On retrouve un autre élément important de la culture japonaise à ANDO : l’esprit d’omotenashi (hospitalité), qui se manifeste dans le service effectué par le personnel. M. Balbi indique qu’il répète sans cesse à ses employés les trois attitudes à adopter, à savoir prévoir les besoins des clients et agir en conséquence, porter une attention particulière aux détails ainsi qu’exprimer leur reconnaissance aux clients.

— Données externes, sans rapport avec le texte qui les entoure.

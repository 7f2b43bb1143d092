use crate::model::{Ad, AdElement, ElementKind, Geometry, Rect, Rgb, ShapeKind, ShapeProps};

use super::{
    Category, RULE_A11Y_CONTRAST, RULE_A11Y_FONT_SIZE, Rule, RuleDescriptor, RuleFault,
    RuleOutcome, Severity, plural, summarize,
};

/// Price text falls back to these when the editor leaves them unset.
const DEFAULT_PRICE_COLOR: &str = "#000000";
const DEFAULT_PRICE_FONT_SIZE: f64 = 16.0;

/// Readable text on an element: `(color, font size)`.
fn text_style(element: &AdElement) -> Option<(&str, f64)> {
    match &element.kind {
        ElementKind::Text(t) => Some((t.color.as_str(), t.font_size)),
        ElementKind::Price(p) => Some((
            p.color.as_deref().unwrap_or(DEFAULT_PRICE_COLOR),
            p.font_size.unwrap_or(DEFAULT_PRICE_FONT_SIZE),
        )),
        _ => None,
    }
}

/// Color behind `ad.elements[index]`: the topmost filled shape drawn before it
/// that fully covers it, composited over the canvas background.
fn background_behind(ad: &Ad, index: usize) -> Rgb {
    let canvas = ad.background_color();
    let target = ad.elements[index].bounding_box();

    ad.elements[..index]
        .iter()
        .rev()
        .find_map(|candidate| {
            let ElementKind::Shape(shape) = &candidate.kind else {
                return None;
            };
            let fill = Rgb::parse(shape.fill.as_deref()?).ok()?;
            covers(shape, &candidate.geometry, &target)
                .then(|| fill.blend_over(canvas, candidate.opacity))
        })
        .unwrap_or(canvas)
}

/// True if the painted area of a shape contains every corner of `target`.
///
/// Corners are mapped into the shape's unrotated frame, so rotated shapes
/// only cover what they actually paint. Lines never cover anything.
fn covers(shape: &ShapeProps, geometry: &Geometry, target: &Rect) -> bool {
    let half_w = geometry.width / 2.0;
    let half_h = geometry.height / 2.0;
    if half_w <= 0.0 || half_h <= 0.0 {
        return false;
    }
    let cx = geometry.x + half_w;
    let cy = geometry.y + half_h;
    let (sin, cos) = (-geometry.rotation).to_radians().sin_cos();

    let corners = [
        (target.left, target.top),
        (target.right, target.top),
        (target.left, target.bottom),
        (target.right, target.bottom),
    ];
    corners.iter().all(|&(x, y)| {
        let (dx, dy) = (x - cx, y - cy);
        let local_x = dx.mul_add(cos, -(dy * sin));
        let local_y = dx.mul_add(sin, dy * cos);
        match shape.shape {
            ShapeKind::Rectangle => {
                local_x.abs() <= half_w + EDGE_EPSILON && local_y.abs() <= half_h + EDGE_EPSILON
            }
            ShapeKind::Circle => {
                (local_x / half_w).powi(2) + (local_y / half_h).powi(2) <= 1.0 + EDGE_EPSILON
            }
            ShapeKind::Line => false,
        }
    })
}

/// Slack for floating-point error when a corner sits exactly on an edge.
const EDGE_EPSILON: f64 = 1e-9;

/// Text must reach the WCAG contrast minimum against whatever it sits on.
#[derive(Debug, Clone, Copy)]
pub struct ContrastRule {
    min_ratio: f64,
    large_text_ratio: f64,
    large_text_size: f64,
}

impl ContrastRule {
    #[must_use]
    pub const fn new(min_ratio: f64, large_text_ratio: f64, large_text_size: f64) -> Self {
        Self {
            min_ratio,
            large_text_ratio,
            large_text_size,
        }
    }

    fn required_ratio(&self, font_size: f64) -> f64 {
        if font_size >= self.large_text_size {
            self.large_text_ratio
        } else {
            self.min_ratio
        }
    }
}

impl Rule for ContrastRule {
    fn descriptor(&self) -> RuleDescriptor {
        RuleDescriptor::new(
            RULE_A11Y_CONTRAST,
            "Text contrast",
            Category::Accessibility,
            Severity::Warning,
        )
        .with_description(
            "Text and prices must meet the minimum contrast ratio against their background.",
        )
    }

    fn evaluate(&self, ad: &Ad) -> Result<RuleOutcome, RuleFault> {
        let mut checked = 0usize;
        let mut offenders = Vec::new();

        for (index, element) in ad.elements.iter().enumerate() {
            let Some((color, font_size)) = text_style(element) else {
                continue;
            };
            checked += 1;

            let Ok(foreground) = Rgb::parse(color) else {
                offenders.push(format!("{} has unreadable color '{color}'", element.id));
                continue;
            };
            let background = background_behind(ad, index);
            let ratio = foreground
                .blend_over(background, element.opacity)
                .contrast_ratio(background);
            let required = self.required_ratio(font_size);
            if ratio < required {
                offenders.push(format!("{} {ratio:.1}:1 (needs {required}:1)", element.id));
            }
        }

        if offenders.is_empty() {
            return Ok(RuleOutcome::pass(if checked == 0 {
                "No text to check".to_string()
            } else {
                format!(
                    "{} at or above the contrast minimum",
                    plural(checked, "text element is", "text elements are")
                )
            }));
        }

        Ok(RuleOutcome::fail(format!(
            "{} below the contrast minimum: {}",
            plural(offenders.len(), "text element is", "text elements are"),
            summarize(offenders)
        ))
        .with_suggestion(format!(
            "Increase contrast between text and its background to at least {}:1 ({}:1 for text of {}px or larger)",
            self.min_ratio, self.large_text_ratio, self.large_text_size
        )))
    }

    fn parameters(&self) -> String {
        format!(
            "{}/{}/{}",
            self.min_ratio, self.large_text_ratio, self.large_text_size
        )
    }
}

/// Text must be large enough to read at banner size.
#[derive(Debug, Clone, Copy)]
pub struct FontSizeRule {
    min_size: f64,
}

impl FontSizeRule {
    #[must_use]
    pub const fn new(min_size: f64) -> Self {
        Self { min_size }
    }
}

impl Rule for FontSizeRule {
    fn descriptor(&self) -> RuleDescriptor {
        RuleDescriptor::new(
            RULE_A11Y_FONT_SIZE,
            "Legible font size",
            Category::Accessibility,
            Severity::Warning,
        )
        .with_description("Text and prices must use at least the minimum font size.")
    }

    fn evaluate(&self, ad: &Ad) -> Result<RuleOutcome, RuleFault> {
        let sized: Vec<(&str, f64)> = ad
            .elements
            .iter()
            .filter_map(|e| text_style(e).map(|(_, size)| (e.id.as_str(), size)))
            .collect();

        let offenders: Vec<String> = sized
            .iter()
            .filter(|(_, size)| *size < self.min_size)
            .map(|(id, size)| format!("{id} {size}px"))
            .collect();

        if offenders.is_empty() {
            return Ok(RuleOutcome::pass(if sized.is_empty() {
                "No text to check".to_string()
            } else {
                format!(
                    "{} at least {}px",
                    plural(sized.len(), "text element is", "text elements are"),
                    self.min_size
                )
            }));
        }

        Ok(RuleOutcome::fail(format!(
            "{} below {}px: {}",
            plural(offenders.len(), "text element is", "text elements are"),
            self.min_size,
            summarize(offenders)
        ))
        .with_suggestion(format!(
            "Increase font size to at least {}px",
            self.min_size
        )))
    }

    fn parameters(&self) -> String {
        self.min_size.to_string()
    }
}

#[cfg(test)]
#[path = "accessibility_tests.rs"]
mod tests;
use std::fmt::Write as _;

use serde::Serialize;

use crate::cli::{Cli, ListFormat, RulesArgs};
use crate::rules::{CatalogEntry, Category, Severity, catalog};
use crate::{EXIT_CONFIG_ERROR, EXIT_SUCCESS, Result};

use super::{load_config, print_error};

#[derive(Debug, Serialize)]
struct RuleRow<'a> {
    id: &'a str,
    name: &'a str,
    category: Category,
    severity: Severity,
    enabled: bool,
    description: &'a str,
}

impl<'a> From<&'a CatalogEntry> for RuleRow<'a> {
    fn from(entry: &'a CatalogEntry) -> Self {
        Self {
            id: &entry.descriptor.id,
            name: &entry.descriptor.name,
            category: entry.descriptor.category,
            severity: entry.descriptor.severity,
            enabled: entry.enabled,
            description: &entry.descriptor.description,
        }
    }
}

#[must_use]
pub fn run_rules(args: &RulesArgs, cli: &Cli) -> i32 {
    match run_rules_impl(args, cli) {
        Ok(output) => {
            print!("{output}");
            EXIT_SUCCESS
        }
        Err(e) => {
            print_error(&e);
            EXIT_CONFIG_ERROR
        }
    }
}

/// Render the effective rule catalog.
///
/// Rules switched off by configuration are listed only with `--all`.
///
/// # Errors
/// Returns an error if the configuration cannot be loaded or is invalid.
pub fn run_rules_impl(args: &RulesArgs, cli: &Cli) -> Result<String> {
    let loaded = load_config(args.config.as_deref(), cli.no_config)?;
    let entries: Vec<CatalogEntry> = catalog(&loaded.config)?
        .into_iter()
        .filter(|entry| args.all || entry.enabled)
        .collect();

    match args.format {
        ListFormat::Text => Ok(format_text(&entries)),
        ListFormat::Json => {
            let rows: Vec<RuleRow<'_>> = entries.iter().map(RuleRow::from).collect();
            let mut json = serde_json::to_string_pretty(&rows)?;
            json.push('\n');
            Ok(json)
        }
    }
}

fn format_text(entries: &[CatalogEntry]) -> String {
    let id_width = entries
        .iter()
        .map(|e| e.descriptor.id.len())
        .max()
        .unwrap_or(0);

    let mut output = String::new();
    for entry in entries {
        let d = &entry.descriptor;
        let _ = write!(
            output,
            "{:<id_width$}  {:<7}  {:<13}  {}",
            d.id,
            d.severity.as_str(),
            d.category.as_str(),
            d.name
        );
        if !entry.enabled {
            output.push_str(" (disabled)");
        }
        output.push('\n');
    }

    let enabled = entries.iter().filter(|e| e.enabled).count();
    let _ = writeln!(output, "\n{enabled} of {} rules enabled", entries.len());
    output
}

#[cfg(test)]
#[path = "rules_tests.rs"]
mod tests;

« PARTIR », un plat de poisson cru conçu par M. Balbi, qui fait référence à l’époque où il a quitté sa ville natale pour aller apprendre la cuisine du poisson. Aujourd’hui, il utilise de la bonite rayée, pêchée à Fukuoka. Le style de M. Balbi consiste à utiliser des olives noires pour la marinade. Le kombu Battera coupé qui y est ajouté dégage une douce senteur marine, qui est atténuée par l’arôme saisissant des pousses de poivre sansho. Le tout est servi sur une assiette en verre, évoquant l’image de la mer.

Le rêve de M. Balbi de devenir chef cuisinier lui est venu de sa grand-mère, Lola, qui était une cuisinière talentueuse. Depuis l’ouverture de son restaurant, son plat signature « SIN LOLA », une sorte de risotto basé sur des saveurs transmises par sa grand-mère, figure constamment au menu. En cette saison, il prépare le dashi à partir de carapace de homard bleu, de palourdes japonaises, de saucisses argentines Chistorra, etc., et utilise du riz Yumepirika produit à Hokkaido. En fonction des saisons, il lui arrive aussi d’utiliser du calmar luciole, des ormeaux, de la morille commune, etc.

Son rêve de jeunesse de devenir un chef étoilé au Guide Michelin s’est d’ores et déjà réalisé.
« Comme nous continuons de parfaire ANDO, et afin d’approfondir notre compréhension de l’hospitalité, je réfléchis à présent à étudier la philosophie de la cérémonie du thé. »
Après avoir voyagé à travers le monde à une époque, M. Balbi s’est aujourd’hui sédentarisé et a atteint une certaine maturité. Toutefois, à seulement 33 ans, il est encore jeune, mais déborde de génie. Il a osé se plonger dans une culture différente de la sienne, s’imprégner de la cuisine et de la culture du Japon, et en faire une nouvelle interprétation dans son propre style grâce à sa perspective unique. Il ne fait aucun doute qu’il va continuer à se faire remarquer et à influencer les chefs et gastronomes de Hong Kong, mais aussi du reste du monde.